Why political action is the path to fix that which was broken
My community has sinned. Despite all the care we have for one another, despite the years we have supported one another, the events in Tel Aviv and our reactions to it shocked us all. Even in the context of this past year.
My friends who live secular lifestyles were furious by the aggressive secular reaction. My friends who keep Shabbat and define themselves religiously (as I do) were furious at the missionaries and the Hilul HaShem – desecration of the Eternal Name – they caused. We were all furious. And yet, we are all responsible.
We are all responsible because this tear in our fabric started on our watch. The missionary Jewish organization bussing men and women from outside the community into neighborhoods to organize prayers according to their tradition did so because we’ve turned a blind eye to years of similar activity. The Tel Aviv locals who hold the value of equality holy and objected to gender segregation, who went to court for a ruling, and who exploded in a spasm of protest when that ruling was not respected did so because we have asked them to prop up the Orthodox monopoly over holiness for too long.
As a religious Jew myself, one who lived and prayed in Tel Aviv for over a decade, I can tell you there are over 500 Orthodox synagogues across the city, all on public land. There is no justifiable reason for the missionaries settling in Dizengoff square other than to carry out a symbolic act. I can also tell you that it is a time-honored Israeli tradition to have children ride their bikes and picnic across the town in public squares, even if one or both or neither of their parents fast. It is completely justifiable that a community would want its public space to be available for its children given the plethora of religious options, and to object to missionaries who come from without to force people to act differently within.
And yet we were furious, are furious, because we focused our debate on the justice of the moment, as opposed to the injustice of the political system that caused it to happen. All of us focused on the pain, as opposed to its origins. All of us focused on the recounting of our sins, as opposed to the path to repentance.
It is time to talk repentance.
Repentance begins on Yom Kippur by recognizing that even those sins we did not commit are ones we need to account for. In this case, the only way for us to do so is politically. This Yom Kippur demands we recognize that the winner-takes-all clash of truths we’ve enshrined in Israel’s political system has brought us to a breaking point. As one of the most centralized political systems in the OECD, as a body politic who has given over its soul to an increasingly Orthodox religious establishment, we have institutionalized coercion.
By accepting that the secular are expected to put their right to gender equality beneath the desire of the Orthodox to segregate the genders, we have empowered coercion. By allowing municipal budgets to be controlled by a central government created through a coalition of ideological parties, we have greased the wheels of coercion. By asking non-Orthodox Jewish communities worldwide to support Israel while trampling on their rights to Jewish expression, we have justified coercion.
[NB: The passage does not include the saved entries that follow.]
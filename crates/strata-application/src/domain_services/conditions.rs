//! Condition matching
//!
//! Records carry condition tags; a record is active when it has none, or when
//! any of its tags is among the active ones. Tags compare case-insensitively.

use std::collections::HashSet;

use strata_domain::constants::{CONDITION_LABEL_SEPARATOR, UNCONDITIONAL_LABEL};
use strata_domain::value_objects::RegistrationRecord;

/// The set of condition tags active for one composition pass
#[derive(Debug, Clone, Default, PartialEq, Eq)]
pub struct ActiveConditions {
    tags: HashSet<String>,
}

impl ActiveConditions {
    /// Create from any collection of tags
    pub fn new<I, S>(tags: I) -> Self
    where
        I: IntoIterator<Item = S>,
        S: AsRef<str>,
    {
        Self {
            tags: tags
                .into_iter()
                .map(|t| t.as_ref().trim().to_lowercase())
                .filter(|t| !t.is_empty())
                .collect(),
        }
    }

    /// No active tags
    pub fn none() -> Self {
        Self::default()
    }

    /// Whether `tag` is active, ignoring case
    pub fn contains(&self, tag: &str) -> bool {
        self.tags.contains(&tag.trim().to_lowercase())
    }

    /// Number of active tags
    pub fn len(&self) -> usize {
        self.tags.len()
    }

    /// Whether no tag is active
    pub fn is_empty(&self) -> bool {
        self.tags.is_empty()
    }
}

/// Whether `record` is active under `active`
pub fn is_matched(record: &RegistrationRecord, active: &ActiveConditions) -> bool {
    record.conditions.is_empty() || record.conditions.iter().any(|tag| active.contains(tag))
}

/// Diagnostic rendering of a record's conditions
pub fn condition_label(record: &RegistrationRecord) -> String {
    if record.conditions.is_empty() {
        UNCONDITIONAL_LABEL.to_string()
    } else {
        record
            .conditions
            .iter()
            .map(String::as_str)
            .collect::<Vec<_>>()
            .join(CONDITION_LABEL_SEPARATOR)
    }
}
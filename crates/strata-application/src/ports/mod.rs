//! Application ports
//!
//! Compile-time registries the engine can read from.

pub mod registry;

pub use registry::*;
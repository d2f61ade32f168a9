//! Shared test fixtures: a logging/shop catalog and label-producing activators

#![allow(dead_code)]

use strata_domain::error::{Error, Result};
use strata_domain::ports::{GenericParameter, TypeDescriptor};
use strata_domain::value_objects::{Lifetime, RegistrationRecord, TypeName, TypeRef};
use strata_infrastructure::catalog::InMemoryTypeCatalog;
use strata_infrastructure::container::{ActivationContext, ActivatorRegistry, Instance};

pub const APP: &str = "App";
pub const SHOP: &str = "Shop";

/// Instance payload describing how it was built
#[derive(Debug, Clone, PartialEq, Eq)]
pub struct Label(pub String);

pub fn label_of(instance: &Instance) -> String {
    instance
        .downcast_ref::<Label>()
        .map(|l| l.0.clone())
        .unwrap_or_else(|| "<unlabeled>".to_string())
}

pub fn app(name: &str) -> TypeRef {
    TypeRef::named(APP, name)
}

pub fn shop(name: &str) -> TypeRef {
    TypeRef::named(SHOP, name)
}

pub fn logger() -> TypeRef {
    app("ILogger")
}

pub fn handler(product: &str) -> TypeRef {
    TypeRef::generic(SHOP, "IHandler", vec![shop(product)])
}

pub fn open(namespace: &str, name: &str) -> TypeRef {
    TypeRef::definition_of(TypeName::generic(namespace, name, 1))
}

pub fn catalog() -> InMemoryTypeCatalog {
    let product = || GenericParameter::new("T").with_type_constraint(shop("IProduct"));
    InMemoryTypeCatalog::new()
        .with_type(TypeDescriptor::class("System", "Object"))
        .with_type(TypeDescriptor::interface(APP, "ILogger"))
        .with_type(TypeDescriptor::class(APP, "ConsoleLogger").implements(logger()))
        .with_type(TypeDescriptor::class(APP, "FileLogger").implements(logger()))
        .with_type(TypeDescriptor::class(APP, "TimestampLogger").implements(logger()))
        .with_type(TypeDescriptor::class(APP, "AuditLogger").implements(logger()))
        .with_type(TypeDescriptor::class(APP, "CompositeLogger").implements(logger()))
        .with_type(
            TypeDescriptor::interface(APP, "IRepository").with_parameter(GenericParameter::new("T")),
        )
        .with_type(
            TypeDescriptor::class(APP, "Repository")
                .with_parameter(GenericParameter::new("T"))
                .implements(TypeRef::generic(APP, "IRepository", vec![TypeRef::parameter(0)])),
        )
        .with_type(
            TypeDescriptor::class(APP, "OrderRepository")
                .implements(TypeRef::generic(APP, "IRepository", vec![app("Order")])),
        )
        .with_type(TypeDescriptor::class(APP, "Order"))
        .with_type(TypeDescriptor::class(APP, "Invoice"))
        .with_type(TypeDescriptor::class(APP, "Billing"))
        .with_type(TypeDescriptor::interface(SHOP, "IProduct"))
        .with_type(TypeDescriptor::class(SHOP, "Battery").implements(shop("IProduct")))
        .with_type(TypeDescriptor::class(SHOP, "Screen").implements(shop("IProduct")))
        .with_type(TypeDescriptor::class(SHOP, "Cable").implements(shop("IProduct")))
        .with_type(TypeDescriptor::interface(SHOP, "IHandler").with_parameter(product()))
        .with_type(TypeDescriptor::class(SHOP, "BatteryHandler").implements(handler("Battery")))
        .with_type(
            TypeDescriptor::class(SHOP, "BackupBatteryHandler").implements(handler("Battery")),
        )
        .with_type(TypeDescriptor::class(SHOP, "ScreenHandler").implements(handler("Screen")))
        .with_type(
            TypeDescriptor::class(SHOP, "HandlerDispatcher")
                .with_parameter(product())
                .implements(TypeRef::generic(SHOP, "IHandler", vec![TypeRef::parameter(0)])),
        )
}

fn leaf(label: &'static str) -> impl Fn(&ActivationContext<'_>) -> Result<Instance> {
    move |_| Ok(Instance::new(Label(label.to_string())))
}

fn wrapper(label: &'static str) -> impl Fn(&ActivationContext<'_>) -> Result<Instance> {
    move |ctx| {
        let inner = ctx.inner().ok_or_else(|| {
            Error::activation(ctx.service().to_string(), "decorator without inner instance")
        })?;
        Ok(Instance::new(Label(format!("{label}({})", label_of(inner)))))
    }
}

fn aggregate(label: &'static str) -> impl Fn(&ActivationContext<'_>) -> Result<Instance> {
    move |ctx| {
        let inner: Vec<String> = ctx.inners().iter().map(label_of).collect();
        Ok(Instance::new(Label(format!("{label}[{}]", inner.join(",")))))
    }
}

pub fn activators() -> ActivatorRegistry {
    ActivatorRegistry::new()
        .with(TypeName::new(APP, "ConsoleLogger"), leaf("console"))
        .with(TypeName::new(APP, "FileLogger"), leaf("file"))
        .with(TypeName::new(APP, "TimestampLogger"), wrapper("ts"))
        .with(TypeName::new(APP, "AuditLogger"), wrapper("audit"))
        .with(TypeName::new(APP, "CompositeLogger"), aggregate("all"))
        .with(TypeName::new(APP, "OrderRepository"), leaf("orders"))
        .with(TypeName::generic(APP, "Repository", 1), |ctx| {
            let argument = ctx
                .argument(0)
                .map(ToString::to_string)
                .unwrap_or_default();
            Ok(Instance::new(Label(format!("repo<{argument}>"))))
        })
        .with(TypeName::new(SHOP, "BatteryHandler"), leaf("battery"))
        .with(TypeName::new(SHOP, "BackupBatteryHandler"), leaf("backup"))
        .with(TypeName::new(SHOP, "ScreenHandler"), leaf("screen"))
}

pub fn base(name: &str, lifetime: Lifetime) -> RegistrationRecord {
    RegistrationRecord::builder(app(name))
        .lifetime(lifetime)
        .build()
        .expect("record should build")
}

pub fn decorator(name: &str, order: i32) -> RegistrationRecord {
    RegistrationRecord::builder(app(name))
        .alias(logger())
        .order(order)
        .decorator()
        .build()
        .expect("record should build")
}

pub fn composite(name: &str, order: i32) -> RegistrationRecord {
    RegistrationRecord::builder(app(name))
        .alias(logger())
        .order(order)
        .composite()
        .build()
        .expect("record should build")
}
//! Container adapter port
//!
//! The narrow capability set the layering engine needs from a concrete
//! container. Descriptors are owned by the adapter; the engine only folds
//! them through the adapter's own `describe_*` methods.

use crate::error::{Error, Result};
use crate::value_objects::registration::{DuplicatePolicy, Lifetime, RegistrationRecord, ServiceKey};
use crate::value_objects::types::TypeRef;
use std::fmt;
use std::str::FromStr;

/// How a base registration is materialized by the adapter
#[derive(Debug, Clone, Copy, PartialEq, Eq, Hash)]
pub enum RegistrationKind {
    /// Construct the implementation for the service type
    Direct,
    /// Resolve the service through the implementation's own registration
    Forward,
}

impl FromStr for RegistrationKind {
    type Err = Error;

    fn from_str(value: &str) -> Result<Self> {
        match value.to_ascii_lowercase().as_str() {
            "direct" => Ok(Self::Direct),
            "forward" => Ok(Self::Forward),
            _ => Err(Error::unknown_registration_kind(value)),
        }
    }
}

impl fmt::Display for RegistrationKind {
    fn fmt(&self, f: &mut fmt::Formatter<'_>) -> fmt::Result {
        match self {
            Self::Direct => f.write_str("direct"),
            Self::Forward => f.write_str("forward"),
        }
    }
}

/// One base registration call
#[derive(Debug, Clone, PartialEq, Eq)]
pub struct BaseRegistrationRequest {
    /// Service type being registered
    pub service_type: TypeRef,
    /// Implementation constructed (or forwarded to)
    pub implementation_type: TypeRef,
    /// Instance lifetime
    pub lifetime: Lifetime,
    /// Behaviour when `(service_type, key)` already exists
    pub duplicate_policy: DuplicatePolicy,
    /// Direct construction or forwarding
    pub kind: RegistrationKind,
    /// Optional key
    pub key: Option<ServiceKey>,
}

/// Descriptor properties the layering engine needs to read
pub trait LayerDescriptor: Clone {
    /// Registration key
    fn key(&self) -> Option<&ServiceKey>;

    /// Instance lifetime
    fn lifetime(&self) -> Lifetime;
}

/// Container capabilities consumed by the layering engine
pub trait ContainerAdapter {
    /// Adapter-owned unit of "how to construct this service"
    type Descriptor: LayerDescriptor;

    /// Adapter name used in error messages
    fn name(&self) -> &str;

    /// Register a base implementation; `Ok(false)` when skipped by policy
    fn try_add_base_registration(&mut self, request: &BaseRegistrationRequest) -> Result<bool>;

    /// Whether keyed decorators and composites can be applied
    fn supports_keyed_layers(&self) -> bool;

    /// Current descriptors of `service`, in registration order
    fn descriptors_for_service(&self, service: &TypeRef) -> Vec<Self::Descriptor>;

    /// Replace every descriptor of `service`
    fn replace_descriptors_for_service(&mut self, service: &TypeRef, descriptors: Vec<Self::Descriptor>);

    /// Descriptor constructing `decorator` around `previous`
    fn describe_decorator(
        &mut self,
        service: &TypeRef,
        previous: &Self::Descriptor,
        decorator: &RegistrationRecord,
    ) -> Result<Self::Descriptor>;

    /// Descriptor constructing `composite` from every `inner` descriptor
    fn describe_composite(
        &mut self,
        service: &TypeRef,
        composite: &RegistrationRecord,
        inner: &[Self::Descriptor],
        lifetime: Lifetime,
    ) -> Result<Self::Descriptor>;
}
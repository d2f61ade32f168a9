//! strata - Entry Point
//!
//! Composes a registration manifest into the in-memory container and prints
//! the resulting graph. Wiring mistakes (a decorator without a base, a
//! duplicate under the `throw` policy, ...) fail the command.
//!
//! | Command | Description |
//! |---------|-------------|
//! | `strata app.toml` | Text report of the composed graph |
//! | `strata app.json --format json` | JSON report |
//! | `strata app.toml --condition prod --export-only` | Exported records active under `prod` |

use std::path::PathBuf;

use clap::{Parser, ValueEnum};
use strata::GraphReport;
use strata::infrastructure::config::ConfigLoader;
use strata::infrastructure::logging::init_logging;
use strata::infrastructure::{Composer, RegistrationManifest};

/// Report format
#[derive(Debug, Clone, Copy, PartialEq, Eq, ValueEnum)]
enum Format {
    Text,
    Json,
}

/// Command line interface for strata
#[derive(Parser, Debug)]
#[command(name = "strata")]
#[command(about = "strata - compose and inspect registration manifests")]
#[command(version)]
struct Cli {
    /// Registration manifest (.toml or .json)
    manifest: PathBuf,

    /// Path to configuration file
    #[arg(short, long)]
    config: Option<PathBuf>,

    /// Additional active condition tag (repeatable)
    #[arg(long = "condition")]
    conditions: Vec<String>,

    /// Report format
    #[arg(long, value_enum, default_value_t = Format::Text)]
    format: Format,

    /// Only report records flagged for visualization export
    #[arg(long)]
    export_only: bool,
}

fn main() -> Result<(), Box<dyn std::error::Error>> {
    let cli = Cli::parse();

    let mut loader = ConfigLoader::new();
    if let Some(path) = &cli.config {
        loader = loader.with_config_path(path);
    }
    let mut config = loader.load()?;
    config.composition.active_conditions.extend(cli.conditions);
    init_logging(&config.logging)?;

    let manifest = RegistrationManifest::load(&cli.manifest)?;
    let composer = Composer::from_app_config(&config);
    let mut services = composer.collection();
    let composition = composer.compose_manifest(&manifest, &mut services)?;

    let report = GraphReport::from_composition(&composition, cli.export_only);
    match cli.format {
        Format::Text => print!("{report}"),
        Format::Json => println!("{}", report.to_json()?),
    }
    Ok(())
}
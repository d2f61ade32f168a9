//! Application Layer - strata
//!
//! The composition engine proper. Everything here is pure over its inputs
//! except the layering engine, which drives a [`ContainerAdapter`].
//!
//! ## Pipeline
//!
//! ```text
//! RegistrationRecord[] ──► conditions + service types ──► RegistrationEntry[]
//!                                                              │
//!                                     OpenGenericMaterializer ◄┘
//!                                                              │
//!                                     RegistrationGraphBuilder ◄┘
//!                                          │                 │
//!                                  LayeringEngine     DispatchPlanner
//!                                  (adapter)          (call sites)
//! ```
//!
//! [`ContainerAdapter`]: strata_domain::ports::ContainerAdapter

pub mod domain_services;
pub mod ports;
pub mod use_cases;

pub use domain_services::*;
pub use ports::*;
pub use use_cases::*;
//! Domain layer constants

/// Namespace holding the platform's built-in types.
///
/// Interfaces from this namespace never become service types when a record
/// falls back to interface discovery.
pub const DEFAULT_BUILTIN_NAMESPACE: &str = "System";

/// Name of the universal top type inside the built-in namespace
pub const OBJECT_TYPE_NAME: &str = "Object";

/// Order assigned to records that do not specify one
pub const DEFAULT_ORDER: i32 = 0;

/// Condition label used for records without conditions
pub const UNCONDITIONAL_LABEL: &str = "(always)";

/// Separator used when rendering several condition tags in one label
pub const CONDITION_LABEL_SEPARATOR: &str = "|";
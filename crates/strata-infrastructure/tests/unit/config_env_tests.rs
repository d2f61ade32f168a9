//! Environment override tests
//!
//! These tests modify environment variables and must run sequentially:
//!
//! ```bash
//! cargo test -p strata-infrastructure --test unit config_env -- --test-threads=1 --ignored
//! ```

use std::env;

use strata_infrastructure::config::ConfigLoader;

fn set_env(key: &str, value: &str) {
    // SAFETY: Tests must run with --test-threads=1
    unsafe {
        env::set_var(key, value);
    }
}

fn remove_env(key: &str) {
    // SAFETY: Tests must run with --test-threads=1
    unsafe {
        env::remove_var(key);
    }
}

#[test]
#[ignore = "requires --test-threads=1 due to env var mutations"]
fn test_nested_env_override() {
    set_env("STRATA_ENVTEST_COMPOSITION__STRICT_ARITY", "true");
    set_env("STRATA_ENVTEST_LOGGING__LEVEL", "warn");

    let result = ConfigLoader::new()
        .with_env_prefix("STRATA_ENVTEST")
        .load();

    remove_env("STRATA_ENVTEST_COMPOSITION__STRICT_ARITY");
    remove_env("STRATA_ENVTEST_LOGGING__LEVEL");

    let config = result.expect("config should load");
    assert!(config.composition.strict_arity);
    assert_eq!(config.logging.level, "warn");
}

#[test]
#[ignore = "requires --test-threads=1 due to env var mutations"]
fn test_invalid_env_value_fails() {
    set_env("STRATA_ENVBAD_COMPOSITION__SCAN_TYPE_UNIVERSE", "sometimes");

    let result = ConfigLoader::new().with_env_prefix("STRATA_ENVBAD").load();

    remove_env("STRATA_ENVBAD_COMPOSITION__SCAN_TYPE_UNIVERSE");

    let error = result.expect_err("non-boolean must fail");
    assert!(error.is_configuration());
}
Repentance begins by rejecting coercion by coming together around a new vision: a state where each community has the right to determine how it expresses itself in its public spaces. A state where no community can impose itself on another against its will. A state enabling the independence of our People in all its diversity in our Homeland.
If you, like me, were shocked and pained by the clashes of Yom Kippur, it is time to become politically active. It is time to speak up, to break the myth of left versus right, of secular versus religious, and instead to recognize that the call of the hour is to fight coercion through independence. The call of the hour is to join others to stop a coalition seeking to increase its grip over power, to increase its ability to impose its will, even if we may agree sometimes with the outcome of that power. The call of the hour is to replace our autocratic political leaders with a new movement that is dedicated to enabling us all to live our values in public and in private.
May we come to hear the calls of protests on Yom Kippur as a prayer to be answered by a commitment to build an Israel that frees communities to live their truths without trampling others. Let us legislate and write unto our hearts that it is up to our communities to decide what is right to do in their public spaces. Let us learn from this Yom Kippur to fix our broken State by raising up political leaders to enshrine our freedom to be who we are.